+++ Given information +++

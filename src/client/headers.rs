//! Header names and parsers shared by the pipeline, the error taxonomy and
//! the rate-limit tracker.

use std::time::Duration;

use chrono::{DateTime, Utc};
use reqwest::header::{HeaderMap, RETRY_AFTER};
use serde_json::Value;

pub const API_KEY: &str = "X-API-Key";
pub const REQUEST_ID: &str = "X-Request-ID";
pub const RATE_LIMIT_LIMIT: &str = "X-RateLimit-Limit";
pub const RATE_LIMIT_REMAINING: &str = "X-RateLimit-Remaining";
pub const RATE_LIMIT_RESET: &str = "X-RateLimit-Reset";

/// Trimmed, non-empty string value of a header.
pub fn header_str<'a>(headers: &'a HeaderMap, name: &str) -> Option<&'a str> {
    headers
        .get(name)
        .and_then(|v| v.to_str().ok())
        .map(str::trim)
        .filter(|s| !s.is_empty())
}

/// Request ID from the `X-Request-ID` header, falling back to the
/// `request_id` field of a JSON body.
pub fn request_id(headers: &HeaderMap, body: Option<&Value>) -> Option<String> {
    header_str(headers, REQUEST_ID)
        .map(String::from)
        .or_else(|| {
            body.and_then(|b| b.get("request_id"))
                .and_then(Value::as_str)
                .filter(|s| !s.is_empty())
                .map(String::from)
        })
}

pub fn retry_after(headers: &HeaderMap, now: DateTime<Utc>) -> Option<Duration> {
    header_str(headers, RETRY_AFTER.as_str()).and_then(|raw| parse_retry_after(raw, now))
}

/// Parses a `Retry-After` value: delta-seconds (fractions tolerated) or an
/// HTTP-date. Dates in the past yield zero.
pub fn parse_retry_after(raw: &str, now: DateTime<Utc>) -> Option<Duration> {
    let raw = raw.trim();
    if let Ok(secs) = raw.parse::<f64>() {
        return seconds(secs);
    }
    let at = DateTime::parse_from_rfc2822(raw).ok()?.with_timezone(&Utc);
    Some((at - now).to_std().unwrap_or(Duration::ZERO))
}

/// Non-negative, finite seconds as a `Duration`. Values too large for a
/// `Duration` yield `None`.
pub fn seconds(secs: f64) -> Option<Duration> {
    if !secs.is_finite() || secs < 0.0 {
        return None;
    }
    Duration::try_from_secs_f64(secs).ok()
}

#[cfg(test)]
mod tests {
    use super::*;
    use reqwest::header::HeaderValue;
    use serde_json::json;

    #[test]
    fn test_request_id_prefers_header() {
        let mut headers = HeaderMap::new();
        headers.insert(REQUEST_ID, HeaderValue::from_static("req_header"));
        let body = json!({"request_id": "req_body"});

        assert_eq!(
            request_id(&headers, Some(&body)).as_deref(),
            Some("req_header")
        );
        assert_eq!(
            request_id(&HeaderMap::new(), Some(&body)).as_deref(),
            Some("req_body")
        );
        assert_eq!(request_id(&HeaderMap::new(), None), None);
    }

    #[test]
    fn test_header_lookup_is_case_insensitive() {
        let mut headers = HeaderMap::new();
        headers.insert("x-request-id", HeaderValue::from_static("  abc  "));
        assert_eq!(header_str(&headers, REQUEST_ID), Some("abc"));
    }

    #[test]
    fn test_parse_retry_after_seconds() {
        let now = Utc::now();
        assert_eq!(parse_retry_after("3", now), Some(Duration::from_secs(3)));
        assert_eq!(
            parse_retry_after("1.5", now),
            Some(Duration::from_millis(1500))
        );
        assert_eq!(parse_retry_after("-1", now), None);
        assert_eq!(parse_retry_after("soon", now), None);
    }

    #[test]
    fn test_parse_retry_after_out_of_range() {
        let now = Utc::now();
        assert_eq!(parse_retry_after("1e20", now), None);
        assert_eq!(parse_retry_after("99999999999999999999", now), None);
        assert_eq!(parse_retry_after("NaN", now), None);
        assert_eq!(parse_retry_after("inf", now), None);
        assert_eq!(seconds(f64::MAX), None);
        assert_eq!(seconds(0.0), Some(Duration::ZERO));
    }

    #[test]
    fn test_parse_retry_after_http_date() {
        let now = DateTime::parse_from_rfc2822("Wed, 21 Oct 2015 07:28:00 GMT")
            .unwrap()
            .with_timezone(&Utc);

        assert_eq!(
            parse_retry_after("Wed, 21 Oct 2015 07:28:10 GMT", now),
            Some(Duration::from_secs(10))
        );
        assert_eq!(
            parse_retry_after("Wed, 21 Oct 2015 07:27:00 GMT", now),
            Some(Duration::ZERO)
        );
    }
}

+++

- _What is expected_: Note every line above where the string "RateLimit" shows up, and copy those lines.

- _Your solution_:
pub const RATE_LIMIT_LIMIT: &str = "X-RateLimit-Limit";
pub const RATE_LIMIT_REMAINING: &str = "X-RateLimit-Remaining";
pub const RATE_LIMIT_RESET: &str = "X-RateLimit-Reset";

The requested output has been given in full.